◆ Extracted material ◆
★ ★ ★
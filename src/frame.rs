//! Decoded camera frames.
//!
//! A `Frame` is a packed RGB8 pixel buffer. Frames are owned transiently by
//! whichever component currently holds them; the overlay renderer works on a
//! clone and never mutates the caller's buffer.

use anyhow::{anyhow, Result};

/// Channels per pixel. Frames are always packed RGB8.
pub const FRAME_CHANNELS: usize = 3;

/// A single decoded image buffer.
#[derive(Clone, Debug, PartialEq, Eq)]
pub struct Frame {
    data: Vec<u8>,
    width: u32,
    height: u32,
}

impl Frame {
    /// Wrap a packed RGB8 buffer. Fails when the byte count does not match
    /// the dimensions.
    pub fn from_rgb8(data: Vec<u8>, width: u32, height: u32) -> Result<Self> {
        let expected = (width as usize)
            .checked_mul(height as usize)
            .and_then(|n| n.checked_mul(FRAME_CHANNELS))
            .ok_or_else(|| anyhow!("frame dimensions {}x{} overflow", width, height))?;
        if data.len() != expected {
            return Err(anyhow!(
                "frame buffer is {} bytes, expected {} for {}x{} RGB",
                data.len(),
                expected,
                width,
                height
            ));
        }
        Ok(Self {
            data,
            width,
            height,
        })
    }

    /// A uniformly colored frame. Used by the synthetic source and tests.
    pub fn filled(width: u32, height: u32, rgb: [u8; 3]) -> Self {
        let pixels = (width as usize) * (height as usize);
        let mut data = Vec::with_capacity(pixels * FRAME_CHANNELS);
        for _ in 0..pixels {
            data.extend_from_slice(&rgb);
        }
        Self {
            data,
            width,
            height,
        }
    }

    pub fn width(&self) -> u32 {
        self.width
    }

    pub fn height(&self) -> u32 {
        self.height
    }

    /// Packed RGB8 bytes, row-major.
    pub fn data(&self) -> &[u8] {
        &self.data
    }

    pub(crate) fn data_mut(&mut self) -> &mut [u8] {
        &mut self.data
    }

    /// True for degenerate frames the renderer must reject.
    pub fn is_empty(&self) -> bool {
        self.width == 0 || self.height == 0 || self.data.is_empty()
    }

    pub fn byte_len(&self) -> usize {
        self.data.len()
    }
}

#[cfg(test)]
mod tests {
    use super::*;

    #[test]
    fn from_rgb8_validates_length() {
        assert!(Frame::from_rgb8(vec![0u8; 12], 2, 2).is_ok());
        assert!(Frame::from_rgb8(vec![0u8; 11], 2, 2).is_err());
        assert!(Frame::from_rgb8(vec![0u8; 13], 2, 2).is_err());
    }

    #[test]
    fn filled_frame_has_expected_bytes() {
        let frame = Frame::filled(2, 1, [1, 2, 3]);
        assert_eq!(frame.data(), &[1, 2, 3, 1, 2, 3]);
        assert!(!frame.is_empty());
    }

    #[test]
    fn zero_sized_frame_is_empty() {
        let frame = Frame::from_rgb8(Vec::new(), 0, 0).unwrap();
        assert!(frame.is_empty());
    }
}
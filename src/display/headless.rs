//! Headless display sink.

use anyhow::Result;

use crate::display::{DisplaySink, KeyEvent};
use crate::frame::Frame;

/// Accepts every frame and produces no key events. Used when the daemon
/// runs without a window; the shared frame slot remains the way to observe
/// output.
#[derive(Default)]
pub struct NullSink {
    presented: u64,
}

impl NullSink {
    pub fn new() -> Self {
        Self::default()
    }

    pub fn frames_presented(&self) -> u64 {
        self.presented
    }
}

impl DisplaySink for NullSink {
    fn name(&self) -> &'static str {
        "null"
    }

    fn present(&mut self, _frame: &Frame) -> Result<()> {
        self.presented += 1;
        Ok(())
    }

    fn poll_key(&mut self) -> Option<KeyEvent> {
        None
    }
}
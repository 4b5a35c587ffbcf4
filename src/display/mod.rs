//! Display sinks.
//!
//! A sink presents rendered frames and reports key presses back to the
//! loop. `NullSink` runs headless; `MinifbSink` (feature `display-minifb`)
//! opens a real window.

pub mod headless;
#[cfg(feature = "display-minifb")]
pub mod window;

pub use headless::NullSink;
#[cfg(feature = "display-minifb")]
pub use window::MinifbSink;

use anyhow::Result;

use crate::frame::Frame;

/// Key presses the loop reacts to.
#[derive(Clone, Copy, Debug, PartialEq, Eq)]
pub enum KeyEvent {
    /// Request shutdown (`q`, Escape, window closed).
    Quit,
    /// Write the current rendered frame to disk (`s`).
    SaveFrame,
}

// No `Send` bound: window handles hold thread-affine platform pointers,
// and the loop owns its sink on a single thread. Cross-thread observers
// read the shared frame slot instead.
pub trait DisplaySink {
    fn name(&self) -> &'static str;

    /// Present one rendered frame.
    fn present(&mut self, frame: &Frame) -> Result<()>;

    /// Next pending key event, if any. Drained once per tick.
    fn poll_key(&mut self) -> Option<KeyEvent>;
}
★ ★ ★
◆ Exercise brief ◆
Output the full listing without altering anything.

◆ Solved problem ◆
filename src/frame.rs
//! Decoded camera frames.
//!
//! A `Frame` is a packed RGB8 pixel buffer. Frames are owned transiently by
//! whichever component currently holds them; the overlay renderer works on a
//! clone and never mutates the caller's buffer.

use anyhow::{anyhow, Result};

/// Channels per pixel. Frames are always packed RGB8.
pub const FRAME_CHANNELS: usize = 3;

/// A single decoded image buffer.
#[derive(Clone, Debug, PartialEq, Eq)]
pub struct Frame {
    data: Vec<u8>,
    width: u32,
    height: u32,
}

impl Frame {
    /// Wrap a packed RGB8 buffer. Fails when the byte count does not match
    /// the dimensions.
    pub fn from_rgb8(data: Vec<u8>, width: u32, height: u32) -> Result<Self> {
        let expected = (width as usize)
            .checked_mul(height as usize)
            .and_then(|n| n.checked_mul(FRAME_CHANNELS))
            .ok_or_else(|| anyhow!("frame dimensions {}x{} overflow", width, height))?;
        if data.len() != expected {
            return Err(anyhow!(
                "frame buffer is {} bytes, expected {} for {}x{} RGB",
                data.len(),
                expected,
                width,
                height
            ));
        }
        Ok(Self {
            data,
            width,
            height,
        })
    }

    /// A uniformly colored frame. Used by the synthetic source and tests.
    pub fn filled(width: u32, height: u32, rgb: [u8; 3]) -> Self {
        let pixels = (width as usize) * (height as usize);
        let mut data = Vec::with_capacity(pixels * FRAME_CHANNELS);
        for _ in 0..pixels {
            data.extend_from_slice(&rgb);
        }
        Self {
            data,
            width,
            height,
        }
    }

    pub fn width(&self) -> u32 {
        self.width
    }

    pub fn height(&self) -> u32 {
        self.height
    }

    /// Packed RGB8 bytes, row-major.
    pub fn data(&self) -> &[u8] {
        &self.data
    }

    pub(crate) fn data_mut(&mut self) -> &mut [u8] {
        &mut self.data
    }

    /// True for degenerate frames the renderer must reject.
    pub fn is_empty(&self) -> bool {
        self.width == 0 || self.height == 0 || self.data.is_empty()
    }

    pub fn byte_len(&self) -> usize {
        self.data.len()
    }
}

#[cfg(test)]
mod tests {
    use super::*;

    #[test]
    fn from_rgb8_validates_length() {
        assert!(Frame::from_rgb8(vec![0u8; 12], 2, 2).is_ok());
        assert!(Frame::from_rgb8(vec![0u8; 11], 2, 2).is_err());
        assert!(Frame::from_rgb8(vec![0u8; 13], 2, 2).is_err());
    }

    #[test]
    fn filled_frame_has_expected_bytes() {
        let frame = Frame::filled(2, 1, [1, 2, 3]);
        assert_eq!(frame.data(), &[1, 2, 3, 1, 2, 3]);
        assert!(!frame.is_empty());
    }

    #[test]
    fn zero_sized_frame_is_empty() {
        let frame = Frame::from_rgb8(Vec::new(), 0, 0).unwrap();
        assert!(frame.is_empty());
    }
}
filename src/display/headless.rs
//! Headless display sink.

use anyhow::Result;

use crate::display::{DisplaySink, KeyEvent};
use crate::frame::Frame;

/// Accepts every frame and produces no key events. Used when the daemon
/// runs without a window; the shared frame slot remains the way to observe
/// output.
#[derive(Default)]
pub struct NullSink {
    presented: u64,
}

impl NullSink {
    pub fn new() -> Self {
        Self::default()
    }

    pub fn frames_presented(&self) -> u64 {
        self.presented
    }
}

impl DisplaySink for NullSink {
    fn name(&self) -> &'static str {
        "null"
    }

    fn present(&mut self, _frame: &Frame) -> Result<()> {
        self.presented += 1;
        Ok(())
    }

    fn poll_key(&mut self) -> Option<KeyEvent> {
        None
    }
}
repository 4b5a35c587ffbcf4
filename src/display/mod.rs
//! Display sinks.
//!
//! A sink presents rendered frames and reports key presses back to the
//! loop. `NullSink` runs headless; `MinifbSink` (feature `display-minifb`)
//! opens a real window.

pub mod headless;
#[cfg(feature = "display-minifb")]
pub mod window;

pub use headless::NullSink;
#[cfg(feature = "display-minifb")]
pub use window::MinifbSink;

use anyhow::Result;

use crate::frame::Frame;

/// Key presses the loop reacts to.
#[derive(Clone, Copy, Debug, PartialEq, Eq)]
pub enum KeyEvent {
    /// Request shutdown (`q`, Escape, window closed).
    Quit,
    /// Write the current rendered frame to disk (`s`).
    SaveFrame,
}

// No `Send` bound: window handles hold thread-affine platform pointers,
// and the loop owns its sink on a single thread. Cross-thread observers
// read the shared frame slot instead.
pub trait DisplaySink {
    fn name(&self) -> &'static str;

    /// Present one rendered frame.
    fn present(&mut self, frame: &Frame) -> Result<()>;

    /// Next pending key event, if any. Drained once per tick.
    fn poll_key(&mut self) -> Option<KeyEvent>;
}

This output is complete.